3) Jiggle his electrodes and capture an episode of "v-tach" thus strengthening your case for admission.

P.S. I wish that I was making up the start of this scenario, but there's a shop where this happens in my city.

If you think he needs the admission, do #3. And personally draw a BMP from the line as fast as possible.
 
But you're working at a for-profit hospital and the c-suite requires that all unresourced patient admits be reviewed by the CEO.

Do you:
1) Send the patient home, hoping nothing bad happens.
2) Call the CEO and document they're refusual to allow the admit, which causes you to be terminated during your next semi-annual review when they audit your charts.
3) Jiggle his electrodes and capture an episode of "v-tach" thus strengthening your case for admission.
P.S. I wish that I was making up the start of this scenario, but there's a shop where this happens in my city.

:laugh:

awesome

can't stop giggling
 
Clearly there is a wide range of appropriate workups for this guy, ranging from

a) (most conservative) CT eval for thromboembolism, admit to micu :naughty:

to

b) (least conservative) GTFO.

I personally would do ambulatory HR and o2 sat, d-dimer then gtfo, if + dimer then LE doppler and gtfo.

But that's just because I have low suspicion for fx and no suspicion for PE. But I'd probably be screwed because his ambulatory sat will turn out to be 87% and his HR 110.

I'm more curious why his doctor shopping behavior's been going on for 2 weeks, but his injury is only 3 days old.

Even doctor-shoppers and narcotic-seekers get drunk and trip over their dogs.

admit to medicine...... 😉

I think you mean admit to the MICU . . . to die

heh

I defer to the hospitalist/intensivist about which inpatient bed he should be in. 🙂

PS: all these other patients coming in are the meat and potatoes of EM practice.

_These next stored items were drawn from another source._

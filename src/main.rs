use sea_orm::{Database, DatabaseConnection};
use std::sync::Arc;
use tracing::info;
use tracing_subscriber::EnvFilter;

use catalog_backend::{create_api_router, setup_schema, AppConfig};

#[tokio::main]
async fn main() -> Result<(), Box<dyn std::error::Error>> {
    tracing_subscriber::fmt()
        .with_env_filter(EnvFilter::try_from_default_env().unwrap_or_else(|_| EnvFilter::new("info")))
        .init();

    let config = AppConfig::from_env()?;

    let db: DatabaseConnection = Database::connect(&config.database_url).await?;
    setup_schema(&db).await?;

    let shared_db = Arc::new(db);
    let config = Arc::new(config);

    let app = create_api_router(shared_db, config.clone());

    let listener = tokio::net::TcpListener::bind(&config.bind_addr).await?;
    info!("Running at {}", listener.local_addr()?);
    axum::serve(listener, app).await?;
    Ok(())
}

Pay attention, medical students! It's not all about saving lives!
 
Clearly needs the hospitalist admit. They can consult us if need be 😉

Your point is well-taken. In my practice I consult with and admit to hospitalists all the time. I never actually talk to intensivists.

I'm aware that they exist and that hospitalists can consult them, but at my hospital the closest I've come to actually interacting with an intensivist is looking at their pictures on the website. They've saved many of my admitted patients, though -- glad they exist.